— ACTIVITY —
Only the lines from the beginning of the data below through the line containing "in arrival order." belong in the response, each copied exactly.

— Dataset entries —
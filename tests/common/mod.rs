//! Shared utilities for integration tests.

#![allow(dead_code)]

use std::net::SocketAddr;
use std::sync::{Arc, Mutex};
use std::time::Duration;

use axum::body::{to_bytes, Body};
use axum::extract::State;
use axum::http::{header, Request};
use axum::response::Response;
use axum::Router;
use serde_json::Value;
use tokio::net::TcpListener;

use fanout_gateway::{GatewayConfig, GatewayServer, Shutdown};

/// A request as seen by a mock backend.
#[derive(Debug, Clone)]
pub struct MockRequest {
    pub method: String,
    /// Path and query, as sent on the request line.
    pub target: String,
    pub headers: Vec<(String, String)>,
    pub body: String,
}

impl MockRequest {
    pub fn header(&self, name: &str) -> Option<&str> {
        self.headers
            .iter()
            .find(|(k, _)| k.eq_ignore_ascii_case(name))
            .map(|(_, v)| v.as_str())
    }

    pub fn path(&self) -> &str {
        self.target.split('?').next().unwrap_or_default()
    }

    pub fn query(&self) -> Option<&str> {
        self.target.split_once('?').map(|(_, q)| q)
    }
}

#[derive(Debug, Clone)]
pub struct MockResponse {
    pub status: u16,
    pub content_type: &'static str,
    pub headers: Vec<(&'static str, &'static str)>,
    pub body: String,
    pub delay: Duration,
}

impl MockResponse {
    pub fn json(body: Value) -> Self {
        Self {
            status: 200,
            content_type: "application/json",
            headers: Vec::new(),
            body: body.to_string(),
            delay: Duration::ZERO,
        }
    }

    pub fn text(body: &str) -> Self {
        Self {
            content_type: "text/plain",
            body: body.to_string(),
            ..Self::json(Value::Null)
        }
    }

    pub fn status(status: u16) -> Self {
        Self {
            status,
            body: String::new(),
            ..Self::json(Value::Null)
        }
    }

    pub fn with_status(mut self, status: u16) -> Self {
        self.status = status;
        self
    }

    pub fn with_header(mut self, name: &'static str, value: &'static str) -> Self {
        self.headers.push((name, value));
        self
    }

    pub fn with_delay(mut self, delay: Duration) -> Self {
        self.delay = delay;
        self
    }
}

/// Requests received by a mock backend, in arrival order.
pub type Recorded = Arc<Mutex<Vec<MockRequest>>>;

type Handler = Arc<dyn Fn(&MockRequest) -> MockResponse + Send + Sync>;

#[derive(Clone)]
struct MockState {
    handler: Handler,
    recorded: Recorded,
}

/// Start a mock backend on an ephemeral port. Every path and method is
/// answered by `handler`.
pub async fn start_backend<F>(handler: F) -> (SocketAddr, Recorded)
where
    F: Fn(&MockRequest) -> MockResponse + Send + Sync + 'static,
{
    let recorded: Recorded = Arc::new(Mutex::new(Vec::new()));
    let state = MockState {
        handler: Arc::new(handler),
        recorded: recorded.clone(),
    };
    let app = Router::new().fallback(handle_request).with_state(state);

    let listener = TcpListener::bind("127.0.0.1:0").await.unwrap();
    let addr = listener.local_addr().unwrap();
    tokio::spawn(async move {
        axum::serve(listener, app).await.ok();
    });

    (addr, recorded)
}

async fn handle_request(State(state): State<MockState>, request: Request<Body>) -> Response {
    let (parts, body) = request.into_parts();
    let body = to_bytes(body, usize::MAX).await.unwrap_or_default();

    let captured = MockRequest {
        method: parts.method.to_string(),
        target: parts
            .uri
            .path_and_query()
            .map(|pq| pq.as_str().to_string())
            .unwrap_or_else(|| parts.uri.path().to_string()),
        headers: parts
            .headers
            .iter()
            .map(|(name, value)| {
                (
                    name.as_str().to_string(),
                    String::from_utf8_lossy(value.as_bytes()).into_owned(),
                )
            })
            .collect(),
        body: String::from_utf8_lossy(&body).into_owned(),
    };
    let mock = (state.handler)(&captured);
    state.recorded.lock().unwrap().push(captured);

    if !mock.delay.is_zero() {
        tokio::time::sleep(mock.delay).await;
    }

    let mut builder = Response::builder()
        .status(mock.status)
        .header(header::CONTENT_TYPE, mock.content_type);
    for (name, value) in &mock.headers {
        builder = builder.header(*name, *value);
    }
    builder.body(Body::from(mock.body)).unwrap()
}

/// Run a gateway on an ephemeral port until the returned `Shutdown` triggers.
pub async fn start_gateway(server: GatewayServer) -> (SocketAddr, Shutdown) {
    let listener = TcpListener::bind("127.0.0.1:0").await.unwrap();
    let addr = listener.local_addr().unwrap();
    let shutdown = Shutdown::new();
    let signal = shutdown.clone();

    tokio::spawn(async move {
        server.run(listener, signal).await.unwrap();
    });

    (addr, shutdown)
}

pub fn parse_config(toml: &str) -> GatewayConfig {
    fanout_gateway::config::parse_config(toml).unwrap()
}
//! Client response headers and outcome classification.
//!
//! # Responsibilities
//! - Mark every response as complete or incomplete
//! - Build the cache header for complete responses
//! - Classify the outcome of a request for logs and metrics

use std::time::Duration;

use axum::body::Body;
use axum::http::header::{HeaderName, HeaderValue};
use axum::http::{HeaderMap, StatusCode};
use axum::response::Response;

/// Set on every endpoint response.
pub const COMPLETE_RESPONSE_HEADER: HeaderName = HeaderName::from_static("x-gateway-completed");
pub const HEADER_COMPLETED: HeaderValue = HeaderValue::from_static("true");
pub const HEADER_INCOMPLETE: HeaderValue = HeaderValue::from_static("false");

/// Terminal state of one endpoint request.
#[derive(Debug, Clone, Copy, PartialEq, Eq)]
pub enum Outcome {
    Complete,
    Partial,
    TimedOut,
    Failed(StatusCode),
    MethodNotAllowed,
}

impl Outcome {
    pub fn as_str(&self) -> &'static str {
        match self {
            Outcome::Complete => "complete",
            Outcome::Partial => "partial",
            Outcome::TimedOut => "timeout",
            Outcome::Failed(_) => "failed",
            Outcome::MethodNotAllowed => "method_not_allowed",
        }
    }
}

pub fn mark_complete(headers: &mut HeaderMap, complete: bool) {
    let value = if complete {
        HEADER_COMPLETED
    } else {
        HEADER_INCOMPLETE
    };
    headers.insert(COMPLETE_RESPONSE_HEADER, value);
}

/// `public, max-age=N`, or `None` when caching is disabled.
pub fn cache_control(ttl: Duration) -> Option<HeaderValue> {
    let secs = ttl.as_secs();
    if secs == 0 {
        return None;
    }
    HeaderValue::from_str(&format!("public, max-age={secs}")).ok()
}

/// Copy backend headers without touching the completeness marker.
pub fn append_headers(target: &mut HeaderMap, source: &HeaderMap) {
    for (name, value) in source {
        if *name != COMPLETE_RESPONSE_HEADER {
            target.append(name.clone(), value.clone());
        }
    }
}

pub fn method_not_allowed() -> Response {
    status_response(StatusCode::METHOD_NOT_ALLOWED)
}

/// Empty body, given status, incomplete marker.
pub fn status_response(status: StatusCode) -> Response {
    let mut response = Response::new(Body::empty());
    *response.status_mut() = status;
    mark_complete(response.headers_mut(), false);
    response
}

— WRITTEN REPLY —
filename tests/common/mod.rs
//! Shared utilities for integration tests.

#![allow(dead_code)]

use std::net::SocketAddr;
use std::sync::{Arc, Mutex};
use std::time::Duration;

use axum::body::{to_bytes, Body};
use axum::extract::State;
use axum::http::{header, Request};
use axum::response::Response;
use axum::Router;
use serde_json::Value;
use tokio::net::TcpListener;

use fanout_gateway::{GatewayConfig, GatewayServer, Shutdown};

/// A request as seen by a mock backend.
#[derive(Debug, Clone)]
pub struct MockRequest {
    pub method: String,
    /// Path and query, as sent on the request line.
    pub target: String,
    pub headers: Vec<(String, String)>,
    pub body: String,
}

impl MockRequest {
    pub fn header(&self, name: &str) -> Option<&str> {
        self.headers
            .iter()
            .find(|(k, _)| k.eq_ignore_ascii_case(name))
            .map(|(_, v)| v.as_str())
    }

    pub fn path(&self) -> &str {
        self.target.split('?').next().unwrap_or_default()
    }

    pub fn query(&self) -> Option<&str> {
        self.target.split_once('?').map(|(_, q)| q)
    }
}

#[derive(Debug, Clone)]
pub struct MockResponse {
    pub status: u16,
    pub content_type: &'static str,
    pub headers: Vec<(&'static str, &'static str)>,
    pub body: String,
    pub delay: Duration,
}

impl MockResponse {
    pub fn json(body: Value) -> Self {
        Self {
            status: 200,
            content_type: "application/json",
            headers: Vec::new(),
            body: body.to_string(),
            delay: Duration::ZERO,
        }
    }

    pub fn text(body: &str) -> Self {
        Self {
            content_type: "text/plain",
            body: body.to_string(),
            ..Self::json(Value::Null)
        }
    }

    pub fn status(status: u16) -> Self {
        Self {
            status,
            body: String::new(),
            ..Self::json(Value::Null)
        }
    }

    pub fn with_status(mut self, status: u16) -> Self {
        self.status = status;
        self
    }

    pub fn with_header(mut self, name: &'static str, value: &'static str) -> Self {
        self.headers.push((name, value));
        self
    }

    pub fn with_delay(mut self, delay: Duration) -> Self {
        self.delay = delay;
        self
    }
}

/// Requests received by a mock backend, in arrival order.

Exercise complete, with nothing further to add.